Dataset records
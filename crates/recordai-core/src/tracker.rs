//! Face tracking across frames and the re-identification policy.
//!
//! Tracks follow bounding boxes by spatial proximity only. Two boxes in
//! consecutive frames are "the same face" when their centres are close; this
//! is a visual heuristic and says nothing about identity.

use crate::types::BoundingBox;
use std::time::{Duration, Instant};

pub type TrackId = u64;

pub const DEFAULT_MAX_FACES: usize = 3;
pub const DEFAULT_MAX_CENTROID_DISTANCE: f32 = 80.0;
pub const DEFAULT_RETRY_INTERVAL: Duration = Duration::from_secs(2);

#[derive(Debug, Clone, Copy)]
pub struct TrackerConfig {
    /// Maximum number of faces tracked at once.
    pub max_faces: usize,
    /// Maximum centre displacement, in pixels, between frames for one track.
    pub max_centroid_distance: f32,
}

impl Default for TrackerConfig {
    fn default() -> Self {
        Self {
            max_faces: DEFAULT_MAX_FACES,
            max_centroid_distance: DEFAULT_MAX_CENTROID_DISTANCE,
        }
    }
}

#[derive(Debug, Clone)]
pub struct Track {
    pub id: TrackId,
    pub bbox: BoundingBox,
    pub first_seen: Instant,
    pub last_seen: Instant,
}

/// What one call to [`FaceTracker::update`] did.
#[derive(Debug, Default, Clone, PartialEq)]
pub struct FrameUpdate {
    /// `(detection index, track)` for every detection that belongs to a track.
    pub assignments: Vec<(usize, TrackId)>,
    /// Tracks opened in this frame (also present in `assignments`).
    pub created: Vec<TrackId>,
    /// Tracks whose face was not seen in this frame.
    pub dropped: Vec<TrackId>,
    /// Detections left out because the face cap was reached.
    pub ignored: Vec<usize>,
}

impl FrameUpdate {
    pub fn track_for(&self, detection: usize) -> Option<TrackId> {
        self.assignments
            .iter()
            .find(|(d, _)| *d == detection)
            .map(|(_, t)| *t)
    }
}

/// Nearest-centroid tracker.
#[derive(Debug)]
pub struct FaceTracker {
    config: TrackerConfig,
    tracks: Vec<Track>,
    next_id: TrackId,
}

impl FaceTracker {
    pub fn new(config: TrackerConfig) -> Self {
        Self {
            config,
            tracks: Vec::new(),
            next_id: 1,
        }
    }

    pub fn tracks(&self) -> &[Track] {
        &self.tracks
    }

    pub fn get(&self, id: TrackId) -> Option<&Track> {
        self.tracks.iter().find(|t| t.id == id)
    }

    /// Associate this frame's detections with existing tracks.
    ///
    /// Closest (track, detection) pairs within the distance limit are matched
    /// first. Tracks left without a detection are dropped. Remaining
    /// detections open new tracks, most confident first, up to the face cap.
    pub fn update(&mut self, now: Instant, detections: &[BoundingBox]) -> FrameUpdate {
        let mut pairs: Vec<(usize, usize, f32)> = Vec::new();
        for (ti, track) in self.tracks.iter().enumerate() {
            for (di, det) in detections.iter().enumerate() {
                let d = track.bbox.center_distance(det);
                if d <= self.config.max_centroid_distance {
                    pairs.push((ti, di, d));
                }
            }
        }
        pairs.sort_by(|a, b| a.2.total_cmp(&b.2));

        let mut track_used = vec![false; self.tracks.len()];
        let mut det_used = vec![false; detections.len()];
        let mut update = FrameUpdate::default();

        for (ti, di, _) in pairs {
            if track_used[ti] || det_used[di] {
                continue;
            }
            track_used[ti] = true;
            det_used[di] = true;
            let track = &mut self.tracks[ti];
            track.bbox = detections[di];
            track.last_seen = now;
            update.assignments.push((di, track.id));
        }

        let mut kept = Vec::with_capacity(self.tracks.len());
        for (track, used) in self.tracks.drain(..).zip(track_used) {
            if used {
                kept.push(track);
            } else {
                tracing::debug!(track = track.id, "face left the frame");
                update.dropped.push(track.id);
            }
        }
        self.tracks = kept;

        let mut fresh: Vec<usize> = (0..detections.len()).filter(|&i| !det_used[i]).collect();
        fresh.sort_by(|&a, &b| detections[b].confidence.total_cmp(&detections[a].confidence));

        for di in fresh {
            if self.tracks.len() >= self.config.max_faces {
                update.ignored.push(di);
                continue;
            }
            let id = self.next_id;
            self.next_id += 1;
            self.tracks.push(Track {
                id,
                bbox: detections[di],
                first_seen: now,
                last_seen: now,
            });
            tracing::debug!(track = id, "new face tracked");
            update.assignments.push((di, id));
            update.created.push(id);
        }

        update.ignored.sort_unstable();
        update
    }

    pub fn clear(&mut self) {
        self.tracks.clear();
    }
}

/// Identification state of one tracked face.
#[derive(Debug, Clone, Copy, PartialEq, Eq)]
pub enum TrackStatus {
    /// Never queried.
    New,
    /// Collecting samples for the next query.
    Sampling,
    /// A request is outstanding.
    InFlight { since: Instant },
    /// Identified; not queried again while tracked.
    Matched,
    /// Last attempt failed or found nobody.
    Unmatched { last_attempt: Instant },
}

/// When a tracked face may be (re)queried.
#[derive(Debug, Clone, Copy)]
pub struct ReidentifyPolicy {
    pub retry_interval: Duration,
}

impl Default for ReidentifyPolicy {
    fn default() -> Self {
        Self {
            retry_interval: DEFAULT_RETRY_INTERVAL,
        }
    }
}

impl ReidentifyPolicy {
    pub fn new(retry_interval: Duration) -> Self {
        Self { retry_interval }
    }

    /// Whether a new identification attempt should start now.
    ///
    /// An in-flight request is never superseded here; it ends with its
    /// result, the request timeout or the face leaving the frame.
    pub fn should_query(&self, status: &TrackStatus, now: Instant) -> bool {
        match *status {
            TrackStatus::New => true,
            TrackStatus::Sampling | TrackStatus::InFlight { .. } | TrackStatus::Matched => false,
            TrackStatus::Unmatched { last_attempt } => {
                now.saturating_duration_since(last_attempt) >= self.retry_interval
            }
        }
    }
}
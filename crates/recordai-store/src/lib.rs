//! recordai-store: Known-people stores.
//!
//! The matcher never caches: every match request fetches the people of one
//! embedding space fresh from whichever store was configured at startup.

pub mod sqlite;
pub mod supabase;

pub use sqlite::{SqliteStore, StoredPerson};
pub use supabase::{SupabaseConfig, SupabaseStore};

use recordai_core::{EmbeddingSpace, KnownPerson};
use thiserror::Error;

#[derive(Error, Debug)]
pub enum StoreError {
    #[error("sqlite: {0}")]
    Sqlite(#[from] tokio_rusqlite::Error),
    #[error("http: {0}")]
    Http(#[from] reqwest::Error),
    #[error("store returned {status}: {body}")]
    Status { status: u16, body: String },
    #[error("malformed record: {0}")]
    Decode(String),
    #[error("invalid embedding: {0}")]
    InvalidEmbedding(String),
    #[error("{0} embeddings are not kept in the people store")]
    UnsupportedSpace(EmbeddingSpace),
    #[error("io: {0}")]
    Io(#[from] std::io::Error),
}

impl From<rusqlite::Error> for StoreError {
    fn from(e: rusqlite::Error) -> Self {
        StoreError::Sqlite(tokio_rusqlite::Error::Rusqlite(e))
    }
}

/// Read side of the known-people collection, selected at startup.
pub enum PeopleStore {
    Sqlite(SqliteStore),
    Supabase(SupabaseStore),
}

impl PeopleStore {
    pub fn name(&self) -> &'static str {
        match self {
            PeopleStore::Sqlite(_) => "sqlite",
            PeopleStore::Supabase(_) => "supabase",
        }
    }

    /// Every person with an embedding in `space`.
    pub async fn fetch(&self, space: EmbeddingSpace) -> Result<Vec<KnownPerson>, StoreError> {
        let people = match self {
            PeopleStore::Sqlite(s) => s.fetch(space).await?,
            PeopleStore::Supabase(s) => s.fetch(space).await?,
        };
        tracing::debug!(store = self.name(), space = %space, count = people.len(), "fetched known people");
        Ok(people)
    }

    /// Number of people records, used for health reporting.
    pub async fn count(&self) -> Result<usize, StoreError> {
        match self {
            PeopleStore::Sqlite(s) => s.count().await,
            PeopleStore::Supabase(s) => s.count().await,
        }
    }
}

pub(crate) fn check_dimensions(
    space: EmbeddingSpace,
    values: &[f32],
) -> Result<(), StoreError> {
    let expected = space.dimensions().ok_or(StoreError::UnsupportedSpace(space))?;
    if values.len() != expected {
        return Err(StoreError::InvalidEmbedding(format!(
            "{space} embeddings have {expected} dimensions, got {}",
            values.len()
        )));
    }
    if values.iter().any(|v| !v.is_finite()) {
        return Err(StoreError::InvalidEmbedding(
            "embedding contains NaN or infinite values".into(),
        ));
    }
    Ok(())
}
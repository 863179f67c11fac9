use std::collections::HashSet;

/// People already greeted during one capture session.
///
/// Owned by whoever runs the session; created at session start and cleared
/// (or dropped) at session end. Nothing here is shared across sessions.
#[derive(Debug, Default)]
pub struct GreetingSession {
    greeted: HashSet<String>,
}

impl GreetingSession {
    pub fn new() -> Self {
        Self::default()
    }

    /// Returns true the first time `person_id` is seen, and records it.
    pub fn should_greet(&mut self, person_id: &str) -> bool {
        if self.greeted.contains(person_id) {
            return false;
        }
        self.greeted.insert(person_id.to_string());
        true
    }

    pub fn has_greeted(&self, person_id: &str) -> bool {
        self.greeted.contains(person_id)
    }

    pub fn len(&self) -> usize {
        self.greeted.len()
    }

    pub fn is_empty(&self) -> bool {
        self.greeted.is_empty()
    }

    pub fn clear(&mut self) {
        self.greeted.clear();
    }
}

#[cfg(test)]
mod tests {
    use super::*;

    #[test]
    fn test_greets_once_per_session() {
        let mut session = GreetingSession::new();
        assert!(session.should_greet("p1"));
        assert!(!session.should_greet("p1"));
        assert!(session.should_greet("p2"));
        assert_eq!(session.len(), 2);
    }

    #[test]
    fn test_clear_starts_fresh() {
        let mut session = GreetingSession::new();
        session.should_greet("p1");
        session.clear();
        assert!(session.is_empty());
        assert!(!session.has_greeted("p1"));
        assert!(session.should_greet("p1"));
    }

    #[test]
    fn test_sessions_are_independent() {
        let mut a = GreetingSession::new();
        let mut b = GreetingSession::new();
        assert!(a.should_greet("p1"));
        assert!(b.should_greet("p1"));
    }
}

Problem description
Among the entries above, how many lines include "expected"? State the number and nothing else.

Answer for the task
3